The publishing pedigree of this book (first published in 1924 with the subtitle "A Survey of the Near East Problem") indicates that it is a reprint sponsored by the Pontian Greek Society of Chicago, with the support of the Pan-Pontian Federation of USA and Canada, a book "dedicated to the memory of all victims of ethnic cleansing and genocide." In the twentieth century, billed as the age of modernism and the apotheosis of enlightenment, we witnessed such carnage of innocents as to prompt one of the century's most astute students, Albert Camus, to express the horrors of its "polemic and insult" as a veritable rebellion against the always finite (or "absurd") essence of the human condition itself. Agitation for human rights becomes more and more futile as the mass graves of innocents expand everywhere—no measure of best intentions can match the alarming escalation of victims. To this dark realm belongs the fate of Christians—Greek and Armenians—who perished or were displaced in the years immediately after the First World War, the "war to end all wars," amid the ruins of the Ottoman Empire in the Anatolian peninsula and its immediate environs. They were sacrificed in the shadow of the Lausanne Conference and the stillborn Treaty of Sèvres, put to death and scattered at the hands of Turkish nationalists led by a foremost proponent of twentieth-century secular modernism in the Mediterranean region, Ataturk, aka Mustafa Kemal.
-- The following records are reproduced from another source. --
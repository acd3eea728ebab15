//! Nondeterminism oracles
//!
//! Every choice the engine makes (goto successor, boolean for a symbolic
//! predicate, enablement of a guarded map case, trivial-solver values) is
//! delegated to a `Generator`. Running the engine repeatedly with different
//! generators yields different executions: the exhaustive generator walks
//! all choice sequences depth-first, the random generator samples, and the
//! trivial generator always takes the first choice.
//!
//! Generators are single-owner and consumed linearly within one execution.

use num_bigint::BigInt;
use num_traits::{Signed, ToPrimitive};
use rand::rngs::StdRng;
use rand::{Rng, SeedableRng};

/// A stream-producing choice oracle
pub trait Generator {
    /// Choose a boolean; `true` is the first choice
    fn gen_bool(&mut self) -> bool;

    /// Choose an index in `[0, n)`; `n` must be positive
    fn gen_index(&mut self, n: usize) -> usize;

    /// Choose an integer in `[-bound, +bound]`, or from the unbounded
    /// zigzag order `0, 1, -1, 2, -2, …` when no bound is given
    fn gen_integer(&mut self, bound: Option<&BigInt>) -> BigInt;
}

/// The k-th element of the order `0, 1, -1, 2, -2, …`
fn zigzag(k: u64) -> BigInt {
    let magnitude = BigInt::from(k.div_ceil(2));
    if k % 2 == 1 {
        magnitude
    } else {
        -magnitude
    }
}

/// Always takes the first choice: `true`, index 0, integer 0
#[derive(Debug, Default)]
pub struct TrivialGenerator;

impl Generator for TrivialGenerator {
    fn gen_bool(&mut self) -> bool {
        true
    }

    fn gen_index(&mut self, _n: usize) -> usize {
        0
    }

    fn gen_integer(&mut self, _bound: Option<&BigInt>) -> BigInt {
        BigInt::from(0)
    }
}

/// Samples choices from a seeded PRNG
#[derive(Debug)]
pub struct RandomGenerator {
    rng: StdRng,
    /// Magnitude used for unbounded integer choices
    default_bound: u64,
}

impl RandomGenerator {
    pub fn new(seed: u64) -> Self {
        Self {
            rng: StdRng::seed_from_u64(seed),
            default_bound: 16,
        }
    }

    pub fn with_default_bound(mut self, bound: u64) -> Self {
        self.default_bound = bound;
        self
    }
}

impl Generator for RandomGenerator {
    fn gen_bool(&mut self) -> bool {
        self.rng.gen()
    }

    fn gen_index(&mut self, n: usize) -> usize {
        debug_assert!(n > 0);
        self.rng.gen_range(0..n)
    }

    fn gen_integer(&mut self, bound: Option<&BigInt>) -> BigInt {
        let b = bound
            .and_then(|b| b.abs().to_u64())
            .unwrap_or(self.default_bound);
        let raw: i128 = self.rng.gen_range(-(b as i128)..=(b as i128));
        BigInt::from(raw)
    }
}

/// One recorded choice point
#[derive(Debug, Clone, Copy)]
struct ChoicePoint {
    /// Choice taken in the current run
    choice: u64,
    /// Number of alternatives, if finite
    limit: Option<u64>,
}

/// Enumerates choice sequences depth-first
///
/// A run replays the recorded prefix and extends it with first choices;
/// `next_sequence` then advances the deepest choice point that still has an
/// untried alternative and truncates everything after it, odometer style.
/// The driver re-runs the engine until `next_sequence` reports exhaustion
/// or its solution bound is reached.
#[derive(Debug, Default)]
pub struct ExhaustiveGenerator {
    path: Vec<ChoicePoint>,
    cursor: usize,
    /// Cap on alternatives at choice points with no natural bound
    /// (unbounded integer choices)
    unbounded_limit: Option<u64>,
}

impl ExhaustiveGenerator {
    pub fn new() -> Self {
        Self::default()
    }

    /// Bound the alternatives tried at unbounded integer choice points,
    /// making full enumeration finite
    pub fn with_unbounded_limit(mut self, limit: u64) -> Self {
        self.unbounded_limit = Some(limit);
        self
    }

    /// Rewind for the next run. Returns false when every sequence has been
    /// explored.
    pub fn next_sequence(&mut self) -> bool {
        while let Some(point) = self.path.last_mut() {
            let exhausted = match point.limit {
                Some(limit) => point.choice + 1 >= limit,
                None => false,
            };
            if exhausted {
                self.path.pop();
            } else {
                point.choice += 1;
                self.cursor = 0;
                return true;
            }
        }
        false
    }

    fn gen_raw(&mut self, limit: Option<u64>) -> u64 {
        let choice = if self.cursor < self.path.len() {
            self.path[self.cursor].choice
        } else {
            self.path.push(ChoicePoint { choice: 0, limit });
            0
        };
        self.cursor += 1;
        choice
    }
}

impl Generator for ExhaustiveGenerator {
    fn gen_bool(&mut self) -> bool {
        self.gen_raw(Some(2)) == 0
    }

    fn gen_index(&mut self, n: usize) -> usize {
        debug_assert!(n > 0);
        self.gen_raw(Some(n as u64)) as usize
    }

    fn gen_integer(&mut self, bound: Option<&BigInt>) -> BigInt {
        match bound.and_then(|b| b.abs().to_u64()) {
            Some(b) => zigzag(self.gen_raw(Some(2 * b + 1))),
            None => zigzag(self.gen_raw(self.unbounded_limit)),
        }
    }
}

#[cfg(test)]
mod tests {
    use super::*;

    #[test]
    fn zigzag_order() {
        let got: Vec<i64> = (0..5).map(|k| zigzag(k).to_i64().unwrap()).collect();
        assert_eq!(got, vec![0, 1, -1, 2, -2]);
    }

    #[test]
    fn trivial_takes_first_choice() {
        let mut g = TrivialGenerator;
        assert!(g.gen_bool());
        assert_eq!(g.gen_index(5), 0);
        assert_eq!(g.gen_integer(None), BigInt::from(0));
    }

    #[test]
    fn exhaustive_enumerates_all_bool_pairs() {
        let mut g = ExhaustiveGenerator::new();
        let mut seen = Vec::new();
        loop {
            seen.push((g.gen_bool(), g.gen_bool()));
            if !g.next_sequence() {
                break;
            }
        }
        assert_eq!(
            seen,
            vec![(true, true), (true, false), (false, true), (false, false)]
        );
    }

    #[test]
    fn exhaustive_terminates_on_mixed_choices() {
        // A run making one index-of-3 choice and one boolean choice must
        // terminate after exactly 3 * 2 sequences.
        let mut g = ExhaustiveGenerator::new();
        let mut runs = 0;
        loop {
            let _ = g.gen_index(3);
            let _ = g.gen_bool();
            runs += 1;
            assert!(runs <= 6, "enumeration failed to terminate");
            if !g.next_sequence() {
                break;
            }
        }
        assert_eq!(runs, 6);
    }

    #[test]
    fn exhaustive_respects_unbounded_limit() {
        let mut g = ExhaustiveGenerator::new().with_unbounded_limit(3);
        let mut values = Vec::new();
        loop {
            values.push(g.gen_integer(None));
            if !g.next_sequence() {
                break;
            }
        }
        assert_eq!(
            values,
            vec![BigInt::from(0), BigInt::from(1), BigInt::from(-1)]
        );
    }

    #[test]
    fn random_is_deterministic_per_seed() {
        let mut a = RandomGenerator::new(42);
        let mut b = RandomGenerator::new(42);
        for _ in 0..32 {
            assert_eq!(a.gen_index(7), b.gen_index(7));
            assert_eq!(a.gen_bool(), b.gen_bool());
        }
    }

    #[test]
    fn random_respects_bound() {
        let mut g = RandomGenerator::new(7);
        let bound = BigInt::from(3);
        for _ in 0..100 {
            let v = g.gen_integer(Some(&bound));
            assert!(v.abs() <= bound);
        }
    }
}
The author of this book, Edward Hale Bierstadt, was neither Greek nor Armenian but the executive secretary of the Emergency Committee of Near East Refugees as well as an author, drama critic, and criminologist living in New York City. The emergency [End Page 122] committee he headed comprised US nonprofits (as we would call them today) representing churches and other charitable societies operating to relieve those in the Near East suffering from dislocations following the First World War and the redrawing of its regional map by the Great Powers after the collapse of the Ottoman Empire. To be sure, many of these victims were Greek and Armenian Christians.

What Bierstadt noted about US policy toward Near Eastern chaos after the Treaty of Versailles was a sharp contrast between long-standing humanitarian and economic interests in the region, with economic imperialism most often trumping humanitarianism. This was especially evident in dramatic changes following the defeat of the Democratic Party by Warren Harding in the 1920 presidential election, which marked a shift of Washington policy toward the economic side of US interests. Quite simply, this proved a major change in direction vis-à-vis Greece and Greeks in Anatolia from the State Department headed by Robert Lansing to that of Charles Evans Hughes, later to become chief justice of the US Supreme Court. Not only was this shift evident in US positions at the Lausanne Conference—positions that seemed closer to the British and French than was the case at Versailles—but in the "hands-off" orders from Hughes to US diplomats and soldiers in the region. They were advised to adopt a so-called neutral position on Kemal's offensive against the Greek military expedition in Anatolia when it came to the way Turkish forces treated Greeks—military and civilians alike—as Kemal transformed himself from a mere army general into supreme leader Ataturk, after the slaughter, displacement, and enslavement of tens of thousands at Smyrna.

In my view, the two central chapters of Bierstadt's graphic narrative of what turned out to be a top story of the twentieth century—mass graves—are chapter 2, "The Truth about Smyrna," and chapter 7, "The Part That Greece Has Played." At the core of the Smyrna catastrophe, involving a preponderantly Greek population in the city itself and in the surrounding...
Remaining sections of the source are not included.